Desde su perspectiva, una desestabilización profunda o un colapso del Estado iraní podría facilitar una mayor presencia militar estadounidense en la región, incluida la consolidación de bases navales y sistemas defensivos permanentes bajo el argumento de proteger las rutas energéticas. Este escenario, advierte, tendría consecuencias directas para los principales importadores de energía, en particular China, y también para la proyección estratégica de Rusia.

En relación con los actores internacionales, Escobar describe a Estados Unidos como una potencia que enfrenta límites crecientes y que podría ver en la crisis iraní una oportunidad para debilitar de manera simultánea a varios de sus competidores estratégicos. China aparece caracterizada como un actor cauteloso, consciente de la importancia de Irán para sus inversiones y su seguridad energética, pero reticente a verse arrastrada a una escalada militar prematura.

Rusia, por su parte, ocupa un lugar singular en este análisis. Moscú es presentada al mismo tiempo como aliada estratégica de Teherán y como competidora en determinados mercados energéticos, una dualidad que condiciona su margen de maniobra. A corto plazo, una reducción de la capacidad exportadora iraní podría beneficiar a Rusia en términos de precios y participación de mercado. Sin embargo, Escobar sostiene que los costos estratégicos de una desestabilización profunda de Irán superarían con creces cualquier ganancia inmediata.

Desde esta perspectiva, permitir el colapso de Irán implicaría aceptar un avance decisivo de la influencia estadounidense sobre el flanco sur de Eurasia y sobre las principales rutas energéticas que conectan Oriente Medio con Asia y Europa. Escobar interpreta que Moscú considera este escenario como una línea roja, ya que debilitaría su propia posición geopolítica y reforzaría la capacidad de presión de Estados Unidos sobre Rusia en otros frentes.

El analista subraya además que, para Moscú, la estabilidad iraní es un componente esencial de su estrategia de largo plazo orientada a limitar el cerco estratégico occidental. En este marco, la relación con Teherán no se reduce a una alianza coyuntural, sino que forma parte de un entramado más amplio que incluye coordinación política, energética y de seguridad con China.

Esta lógica explica, según Escobar, por qué Rusia observa la crisis iraní no como un episodio aislado, sino como un eslabón dentro de una confrontación más extensa por el equilibrio de poder en Eurasia.

Para reforzar este punto, Escobar recurre a analogías históricas y señala que las grandes potencias que permitieron la caída progresiva de sus aliados terminaron enfrentando amenazas directas sobre su propia seguridad.
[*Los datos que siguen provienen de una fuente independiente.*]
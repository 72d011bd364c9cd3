// src/pool/manager.rs
//! Multi-pool manager
//!
//! Keeps a named collection of worker pools, routes submissions to them and
//! fans every pool's event stream into one manager-wide bus with a bounded
//! history.

use crate::pool::events::{EventBus, PoolEvent};
use crate::pool::types::{PoolMetrics, PoolState, PoolStatus, TaskRequest};
use crate::pool::worker_pool::WorkerPool;
use crate::process::executor::ProcessExecutor;
use crate::utils::config::{ManagerConfig, PoolConfig};
use crate::utils::errors::{EngineError, Result};
use dashmap::mapref::entry::Entry;
use dashmap::DashMap;
use parking_lot::Mutex;
use serde::{Deserialize, Serialize};
use std::collections::VecDeque;
use std::sync::atomic::{AtomicBool, Ordering};
use std::sync::Arc;
use tokio::sync::broadcast::{self, error::RecvError, error::TryRecvError};
use tokio::task::JoinHandle;
use tokio_util::sync::CancellationToken;
use tracing::{debug, info, warn};

/// Aggregate view over every registered pool
#[derive(Debug, Clone, Default, Serialize, Deserialize)]
pub struct GlobalStatus {
    pub total_pools: usize,
    pub running_pools: usize,
    pub total_workers: usize,
    pub idle_workers: usize,
    pub busy_workers: usize,
    pub queued_tasks: usize,
    pub active_tasks: usize,
    pub completed_tasks: usize,
    pub memory_bytes: u64,
    pub pools: Vec<PoolStatus>,
}

/// Last N events across all pools
#[derive(Debug)]
struct EventHistory {
    capacity: usize,
    entries: Mutex<VecDeque<PoolEvent>>,
}

impl EventHistory {
    fn new(capacity: usize) -> Self {
        Self {
            capacity,
            entries: Mutex::new(VecDeque::with_capacity(capacity.min(1024))),
        }
    }

    fn push(&self, event: PoolEvent) {
        if self.capacity == 0 {
            return;
        }
        let mut entries = self.entries.lock();
        while entries.len() >= self.capacity {
            entries.pop_front();
        }
        entries.push_back(event);
    }

    fn snapshot(&self) -> Vec<PoolEvent> {
        self.entries.lock().iter().cloned().collect()
    }
}

struct ManagedPool {
    pool: WorkerPool,
    forwarder: JoinHandle<()>,
    forwarder_token: CancellationToken,
}

pub struct PoolManager {
    config: ManagerConfig,
    executor: Arc<dyn ProcessExecutor>,
    pools: DashMap<String, ManagedPool>,
    /// Pool ids in registration order
    order: Mutex<Vec<String>>,
    running: AtomicBool,
    events: EventBus<PoolEvent>,
    history: Arc<EventHistory>,
}

impl PoolManager {
    pub fn new(config: ManagerConfig, executor: Arc<dyn ProcessExecutor>) -> Self {
        Self {
            events: EventBus::new(config.event_channel_capacity),
            history: Arc::new(EventHistory::new(config.event_history_size)),
            config,
            executor,
            pools: DashMap::new(),
            order: Mutex::new(Vec::new()),
            running: AtomicBool::new(false),
        }
    }

    pub fn start(&self) {
        if !self.running.swap(true, Ordering::SeqCst) {
            info!("Pool manager started");
        }
    }

    pub fn is_running(&self) -> bool {
        self.running.load(Ordering::SeqCst)
    }

    /// Stop every pool and unregister it
    pub async fn shutdown(&self) -> Result<()> {
        if !self.running.swap(false, Ordering::SeqCst) {
            return Ok(());
        }
        info!("Shutting down pool manager ({} pools)", self.pools.len());

        let ids = std::mem::take(&mut *self.order.lock());
        let managed: Vec<ManagedPool> = ids
            .iter()
            .filter_map(|id| self.pools.remove(id).map(|(_, managed)| managed))
            .collect();

        let outcomes = futures::future::join_all(managed.iter().map(|m| m.pool.stop())).await;
        let mut first_error = None;
        for (entry, outcome) in managed.into_iter().zip(outcomes) {
            if let Err(e) = outcome {
                warn!("Pool {} did not stop cleanly: {}", entry.pool.id(), e);
                first_error.get_or_insert(e);
            }
            Self::finish_forwarder(entry).await;
        }

        info!("Pool manager stopped");
        first_error.map_or(Ok(()), Err)
    }

    /// Build, start and register a pool
    pub async fn create_pool(&self, config: PoolConfig) -> Result<WorkerPool> {
        if !self.is_running() {
            return Err(EngineError::PoolCreationFailed(
                "pool manager is not running".into(),
            ));
        }

        let pool_id = config.id.clone();
        let pool = WorkerPool::with_channel_capacity(
            config,
            Arc::clone(&self.executor),
            self.config.event_channel_capacity,
        )?;
        if pool.config().persistence.enabled {
            warn!("Pool {} requests persistence, which is not supported; ignoring", pool_id);
        }

        match self.pools.entry(pool_id.clone()) {
            Entry::Occupied(_) => {
                return Err(EngineError::PoolCreationFailed(format!(
                    "pool {} already exists",
                    pool_id
                )));
            }
            Entry::Vacant(slot) => {
                // Subscribe before start so pool_started is captured
                let forwarder_token = CancellationToken::new();
                let forwarder = tokio::spawn(forward_events(
                    pool.subscribe_events(),
                    self.events.clone(),
                    Arc::clone(&self.history),
                    forwarder_token.clone(),
                ));
                slot.insert(ManagedPool {
                    pool: pool.clone(),
                    forwarder,
                    forwarder_token,
                });
                self.order.lock().push(pool_id.clone());
            }
        }

        if let Err(e) = pool.start().await {
            self.unregister(&pool_id).await;
            return Err(EngineError::PoolCreationFailed(format!(
                "pool {} failed to start: {}",
                pool_id, e
            )));
        }

        info!("Pool {} created", pool_id);
        Ok(pool)
    }

    /// Stop and unregister a pool
    pub async fn remove_pool(&self, pool_id: &str) -> Result<()> {
        let Some((_, managed)) = self.pools.remove(pool_id) else {
            return Err(EngineError::PoolCreationFailed(format!(
                "pool {} not found",
                pool_id
            )));
        };
        self.order.lock().retain(|id| id != pool_id);

        let stopped = managed.pool.stop().await;
        Self::finish_forwarder(managed).await;
        info!("Pool {} removed", pool_id);
        stopped
    }

    async fn unregister(&self, pool_id: &str) {
        self.order.lock().retain(|id| id != pool_id);
        if let Some((_, managed)) = self.pools.remove(pool_id) {
            Self::finish_forwarder(managed).await;
        }
    }

    async fn finish_forwarder(managed: ManagedPool) {
        managed.forwarder_token.cancel();
        if let Err(e) = managed.forwarder.await {
            warn!("Event forwarder for pool {} failed: {}", managed.pool.id(), e);
        }
    }

    pub fn get_pool(&self, pool_id: &str) -> Option<WorkerPool> {
        self.pools.get(pool_id).map(|managed| managed.pool.clone())
    }

    pub fn pool_ids(&self) -> Vec<String> {
        self.order.lock().clone()
    }

    /// Registered pools in registration order
    pub fn pools(&self) -> Vec<WorkerPool> {
        self.pool_ids()
            .iter()
            .filter_map(|id| self.get_pool(id))
            .collect()
    }

    pub fn submit_task_to_pool(&self, pool_id: &str, request: TaskRequest) -> Result<String> {
        let pool = self.get_pool(pool_id).ok_or_else(|| {
            EngineError::TaskExecutionFailed(format!("pool {} not found", pool_id))
        })?;
        if !pool.is_running() {
            return Err(EngineError::TaskExecutionFailed(format!(
                "pool {} is not running",
                pool_id
            )));
        }
        pool.submit_task(request)
    }

    /// Submit to the running pool with the shortest queue
    pub fn submit_task_to_any_pool(&self, request: TaskRequest) -> Result<String> {
        let pool = self
            .pools()
            .into_iter()
            .filter(|pool| pool.is_running())
            .min_by_key(|pool| pool.queue_size())
            .ok_or_else(|| EngineError::TaskExecutionFailed("no running pools available".into()))?;

        debug!("Routing task to pool {}", pool.id());
        pool.submit_task(request)
    }

    pub fn get_global_status(&self) -> GlobalStatus {
        self.pools()
            .iter()
            .map(WorkerPool::get_status)
            .fold(GlobalStatus::default(), |mut global, status| {
                global.total_pools += 1;
                if status.state == PoolState::Running {
                    global.running_pools += 1;
                }
                global.total_workers += status.total_workers;
                global.idle_workers += status.idle_workers;
                global.busy_workers += status.busy_workers;
                global.queued_tasks += status.queue_size;
                global.active_tasks += status.active_tasks;
                global.completed_tasks += status.completed_tasks;
                global.memory_bytes += status.memory_bytes;
                global.pools.push(status);
                global
            })
    }

    pub fn get_global_metrics(&self) -> PoolMetrics {
        self.pools()
            .iter()
            .fold(PoolMetrics::default(), |mut total, pool| {
                total.merge(&pool.get_metrics());
                total
            })
    }

    /// Events from every pool
    pub fn subscribe(&self) -> broadcast::Receiver<PoolEvent> {
        self.events.subscribe()
    }

    /// Most recent events across all pools, oldest first
    pub fn event_history(&self) -> Vec<PoolEvent> {
        self.history.snapshot()
    }
}

async fn forward_events(
    mut receiver: broadcast::Receiver<PoolEvent>,
    bus: EventBus<PoolEvent>,
    history: Arc<EventHistory>,
    token: CancellationToken,
) {
    let relay = |event: PoolEvent| {
        history.push(event.clone());
        bus.publish(event);
    };

    loop {
        tokio::select! {
            biased;
            received = receiver.recv() => match received {
                Ok(event) => relay(event),
                Err(RecvError::Lagged(skipped)) => {
                    warn!("Event forwarder lagged, {} events dropped", skipped);
                }
                Err(RecvError::Closed) => break,
            },
            _ = token.cancelled() => {
                // Drain what the pool published before it was stopped
                loop {
                    match receiver.try_recv() {
                        Ok(event) => relay(event),
                        Err(TryRecvError::Lagged(_)) => continue,
                        Err(_) => break,
                    }
                }
                break;
            }
        }
    }
}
Desde esta lectura, la posición rusa frente a Irán estaría guiada menos por consideraciones tácticas inmediatas que por una visión estratégica de largo alcance.

Finalmente, el análisis plantea distintos escenarios posibles. Entre ellos se incluyen un colapso del sistema político iraní, una consolidación reforzada dentro del bloque euroasiático o una transformación interna que preserve la soberanía estratégica al tiempo que introduzca cambios estructurales. Ninguno de estos desenlaces es presentado como inevitable, pero todos son considerados plausibles en función de la evolución de las presiones internas y externas.

En conjunto, la lectura de Pepe Escobar propone entender la crisis iraní como un punto de inflexión dentro de una disputa más amplia por el control de las rutas energéticas, la conectividad euroasiática y la arquitectura del sistema internacional. Desde esta perspectiva, lo que ocurra en Irán tendrá implicancias que irán más allá de sus fronteras y podría influir de manera significativa en la configuración del orden global en las próximas décadas.

Pepe Escobar es un periodista y analista geopolítico brasileño, especializado en relaciones internacionales, energía y conflictos estratégicos. Con una extensa trayectoria como corresponsal internacional, ha trabajado para medios como Asia Times y ha cubierto procesos políticos y conflictos en Medio Oriente, Asia Central, Europa del Este y América Latina. Es autor de varios libros sobre geopolítica global y es conocido por sus análisis críticos de la política exterior de Estados Unidos y del sistema internacional contemporáneo, así como por su enfoque en la transición hacia un orden multipolar.